- _Required work_
Each line from the one that contains "many mutable references" through the end of the entries should be repeated exactly, with nothing added.

- _Source material_
//! Application configuration and backend factory.

use std::collections::HashMap;
use std::path::{Path, PathBuf};

use anyhow::{Context, Result};
use serde::{Deserialize, Serialize};

use mocktest_core::engine::SessionConfig;
use mocktest_core::traits::TextGenerator;

use crate::anthropic::AnthropicProvider;
use crate::gemini::GeminiProvider;
use crate::ollama::OllamaProvider;

/// Configuration for a single text-generation backend.
///
/// The `Debug` impl masks API keys so they never reach logs.
#[derive(Clone, Serialize, Deserialize)]
#[serde(tag = "type", rename_all = "lowercase")]
pub enum ProviderConfig {
    Gemini {
        api_key: String,
        #[serde(default)]
        base_url: Option<String>,
    },
    Anthropic {
        api_key: String,
        #[serde(default)]
        base_url: Option<String>,
    },
    Ollama {
        #[serde(default = "default_ollama_url")]
        base_url: String,
    },
}

impl std::fmt::Debug for ProviderConfig {
    fn fmt(&self, f: &mut std::fmt::Formatter<'_>) -> std::fmt::Result {
        match self {
            ProviderConfig::Gemini { base_url, .. } => f
                .debug_struct("Gemini")
                .field("api_key", &"***")
                .field("base_url", base_url)
                .finish(),
            ProviderConfig::Anthropic { base_url, .. } => f
                .debug_struct("Anthropic")
                .field("api_key", &"***")
                .field("base_url", base_url)
                .finish(),
            ProviderConfig::Ollama { base_url } => f
                .debug_struct("Ollama")
                .field("base_url", base_url)
                .finish(),
        }
    }
}

fn default_ollama_url() -> String {
    "http://localhost:11434".to_string()
}

/// Top-level mocktest configuration.
#[derive(Debug, Clone, Serialize, Deserialize)]
pub struct MocktestConfig {
    /// Backend configurations keyed by name.
    #[serde(default)]
    pub providers: HashMap<String, ProviderConfig>,
    #[serde(default = "default_provider")]
    pub default_provider: String,
    #[serde(default = "default_model")]
    pub default_model: String,
    #[serde(default = "default_temperature")]
    pub default_temperature: f64,
    /// Max retries on transient backend errors.
    #[serde(default = "default_retries")]
    pub max_retries: u32,
    /// Initial delay between retries in milliseconds; doubles each retry.
    #[serde(default = "default_retry_delay")]
    pub retry_delay_ms: u64,
    /// Questions requested per mock test.
    #[serde(default = "default_question_count")]
    pub question_count: usize,
    /// Topics requested per generated course.
    #[serde(default = "default_topic_count")]
    pub topic_count: usize,
    /// JSON file holding courses and progress.
    #[serde(default = "default_store_path")]
    pub store_path: PathBuf,
    #[serde(default)]
    pub session: SessionConfig,
}

fn default_provider() -> String {
    "gemini".to_string()
}
fn default_model() -> String {
    "gemini-pro".to_string()
}
fn default_temperature() -> f64 {
    0.7
}
fn default_retries() -> u32 {
    3
}
fn default_retry_delay() -> u64 {
    1000
}
fn default_question_count() -> usize {
    10
}
fn default_topic_count() -> usize {
    5
}
fn default_store_path() -> PathBuf {
    PathBuf::from("./mocktest-courses.json")
}

impl Default for MocktestConfig {
    fn default() -> Self {
        Self {
            providers: HashMap::new(),
            default_provider: default_provider(),
            default_model: default_model(),
            default_temperature: default_temperature(),
            max_retries: default_retries(),
            retry_delay_ms: default_retry_delay(),
            question_count: default_question_count(),
            topic_count: default_topic_count(),
            store_path: default_store_path(),
            session: SessionConfig::default(),
        }
    }
}

impl MocktestConfig {
    /// The configuration of the named backend, or of the default one.
    pub fn provider(&self, name: Option<&str>) -> Result<(&str, &ProviderConfig)> {
        let name = name.unwrap_or(&self.default_provider);
        self.providers
            .get_key_value(name)
            .map(|(k, v)| (k.as_str(), v))
            .with_context(|| {
                format!(
                    "provider '{name}' is not configured; add it to mocktest.toml or set MOCKTEST_{}_KEY",
                    name.to_uppercase()
                )
            })
    }
}

/// Resolve environment variable references like `${VAR_NAME}` in a string.
fn resolve_env_vars(s: &str) -> String {
    let mut result = s.to_string();
    while let Some(start) = result.find("${") {
        let Some(end) = result[start..].find('}') else {
            break;
        };
        let var_name = &result[start + 2..start + end];
        let value = std::env::var(var_name).unwrap_or_default();
        result = format!("{}{}{}", &result[..start], value, &result[start + end + 1..]);
    }
    result
}

fn resolve_provider_config(config: &ProviderConfig) -> ProviderConfig {
    match config {
        ProviderConfig::Gemini { api_key, base_url } => ProviderConfig::Gemini {
            api_key: resolve_env_vars(api_key),
            base_url: base_url.as_deref().map(resolve_env_vars),
        },
        ProviderConfig::Anthropic { api_key, base_url } => ProviderConfig::Anthropic {
            api_key: resolve_env_vars(api_key),
            base_url: base_url.as_deref().map(resolve_env_vars),
        },
        ProviderConfig::Ollama { base_url } => ProviderConfig::Ollama {
            base_url: resolve_env_vars(base_url),
        },
    }
}

/// Load configuration from well-known paths.
///
/// Search order:
/// 1. `mocktest.toml` in the current directory
/// 2. `~/.config/mocktest/config.toml`
///
/// Environment variable overrides: `MOCKTEST_GEMINI_KEY`, `MOCKTEST_ANTHROPIC_KEY`.
pub fn load_config() -> Result<MocktestConfig> {
    load_config_from(None)
}

/// Load config from an explicit path, or search the default locations.
pub fn load_config_from(path: Option<&Path>) -> Result<MocktestConfig> {
    let config_path = match path {
        Some(p) if p.exists() => Some(p.to_path_buf()),
        Some(p) => anyhow::bail!("config file not found: {}", p.display()),
        None => {
            let local = PathBuf::from("mocktest.toml");
            if local.exists() {
                Some(local)
            } else {
                dirs_path()
                    .map(|dir| dir.join("config.toml"))
                    .filter(|global| global.exists())
            }
        }
    };

    let mut config = match config_path {
        Some(path) => {
            tracing::debug!(path = %path.display(), "loading config");
            let content = std::fs::read_to_string(&path)
                .with_context(|| format!("failed to read config: {}", path.display()))?;
            toml::from_str::<MocktestConfig>(&content)
                .with_context(|| format!("failed to parse config: {}", path.display()))?
        }
        None => MocktestConfig::default(),
    };
    config
        .session
        .validate()
        .context("invalid [session] section in config")?;

    apply_env_overrides(&mut config);

    config.providers = config
        .providers
        .iter()
        .map(|(k, v)| (k.clone(), resolve_provider_config(v)))
        .collect();

    Ok(config)
}

fn apply_env_overrides(config: &mut MocktestConfig) {
    if let Ok(key) = std::env::var("MOCKTEST_GEMINI_KEY") {
        match config.providers.get_mut("gemini") {
            Some(ProviderConfig::Gemini { api_key, .. }) => *api_key = key,
            _ => {
                config.providers.insert(
                    "gemini".into(),
                    ProviderConfig::Gemini {
                        api_key: key,
                        base_url: None,
                    },
                );
            }
        }
    }

    if let Ok(key) = std::env::var("MOCKTEST_ANTHROPIC_KEY") {
        match config.providers.get_mut("anthropic") {
            Some(ProviderConfig::Anthropic { api_key, .. }) => *api_key = key,
            _ => {
                config.providers.insert(
                    "anthropic".into(),
                    ProviderConfig::Anthropic {
                        api_key: key,
                        base_url: None,
                    },
                );
            }
        }
    }
}

fn dirs_path() -> Option<PathBuf> {
    std::env::var("HOME")
        .ok()
        .map(|h| PathBuf::from(h).join(".config").join("mocktest"))
}

/// Create a backend instance from its configuration.
pub fn create_provider(name: &str, config: &ProviderConfig) -> Result<Box<dyn TextGenerator>> {
    tracing::debug!(provider = name, "creating provider");
    match config {
        ProviderConfig::Gemini { api_key, base_url } => {
            if api_key.is_empty() {
                anyhow::bail!("provider '{name}' has an empty api_key");
            }
            Ok(Box::new(GeminiProvider::new(api_key, base_url.clone())))
        }
        ProviderConfig::Anthropic { api_key, base_url } => {
            if api_key.is_empty() {
                anyhow::bail!("provider '{name}' has an empty api_key");
            }
            Ok(Box::new(AnthropicProvider::new(api_key, base_url.clone())))
        }
        ProviderConfig::Ollama { base_url } => Ok(Box::new(OllamaProvider::new(base_url))),
    }
}
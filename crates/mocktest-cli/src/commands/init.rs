//! The `mocktest init` command.

use std::path::Path;

use anyhow::Result;

pub fn execute() -> Result<()> {
    if Path::new("mocktest.toml").exists() {
        println!("mocktest.toml already exists, skipping.");
    } else {
        std::fs::write("mocktest.toml", SAMPLE_CONFIG)?;
        println!("Created mocktest.toml");
    }

    std::fs::create_dir_all("question-sets")?;
    let sample_path = Path::new("question-sets/sample.json");
    if sample_path.exists() {
        println!("question-sets/sample.json already exists, skipping.");
    } else {
        std::fs::write(sample_path, SAMPLE_QUESTIONS)?;
        println!("Created question-sets/sample.json");
    }

    println!("\nNext steps:");
    println!("  1. Set MOCKTEST_GEMINI_KEY or edit mocktest.toml with your API keys");
    println!("  2. Run: mocktest course new --name Rust --level beginner");
    println!("  3. Run: mocktest take --course Rust --topic 0");
    println!("     (or offline: mocktest take --course Rust --topic 0 --questions question-sets/sample.json)");

    Ok(())
}

const SAMPLE_CONFIG: &str = r#"# mocktest configuration

default_provider = "gemini"
default_model = "gemini-pro"
default_temperature = 0.7
question_count = 10
topic_count = 5
store_path = "./mocktest-courses.json"

[providers.gemini]
type = "gemini"
api_key = "${GEMINI_API_KEY}"

[providers.anthropic]
type = "anthropic"
api_key = "${ANTHROPIC_API_KEY}"

[providers.ollama]
type = "ollama"
base_url = "http://localhost:11434"

[session]
duration_secs = 300
pass_threshold = 60.0
low_time_warning_secs = 60
# Close the "submit anyway?" prompt after this many seconds.
# confirmation_window_secs = 3
"#;

const SAMPLE_QUESTIONS: &str = r#"[
  {
    "question": "Which keyword makes a binding mutable?",
    "options": ["var", "mut", "let", "static"],
    "correctAnswer": 1
  },
  {
    "question": "What happens to a String when it is assigned to another variable?",
    "options": ["It is copied", "It is cloned", "It is moved", "It is borrowed"],
    "correctAnswer": 2
  },
  {
    "question": "How many mutable references to a value may exist at once?",
    "options": ["One", "Two", "Any number", "None"],
    "correctAnswer": 0
  },
  {
    "question": "Which type represents an optional value?",
    "options": ["Result", "Box", "Option", "Cell"],
    "correctAnswer": 2
  },
  {
    "question": "Which operator propagates an error to the caller?",
    "options": ["!", "?", "&", "*"],
    "correctAnswer": 1
  }
]
"#;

- _Exercise response_
    "question": "How many mutable references to a value may exist at once?",
    "options": ["One", "Two", "Any number", "None"],
    "correctAnswer": 0
  },
  {
    "question": "Which type represents an optional value?",
    "options": ["Result", "Box", "Option", "Cell"],
    "correctAnswer": 2
  },
  {
    "question": "Which operator propagates an error to the caller?",
    "options": ["!", "?", "&", "*"],
    "correctAnswer": 1
  }
]
"#;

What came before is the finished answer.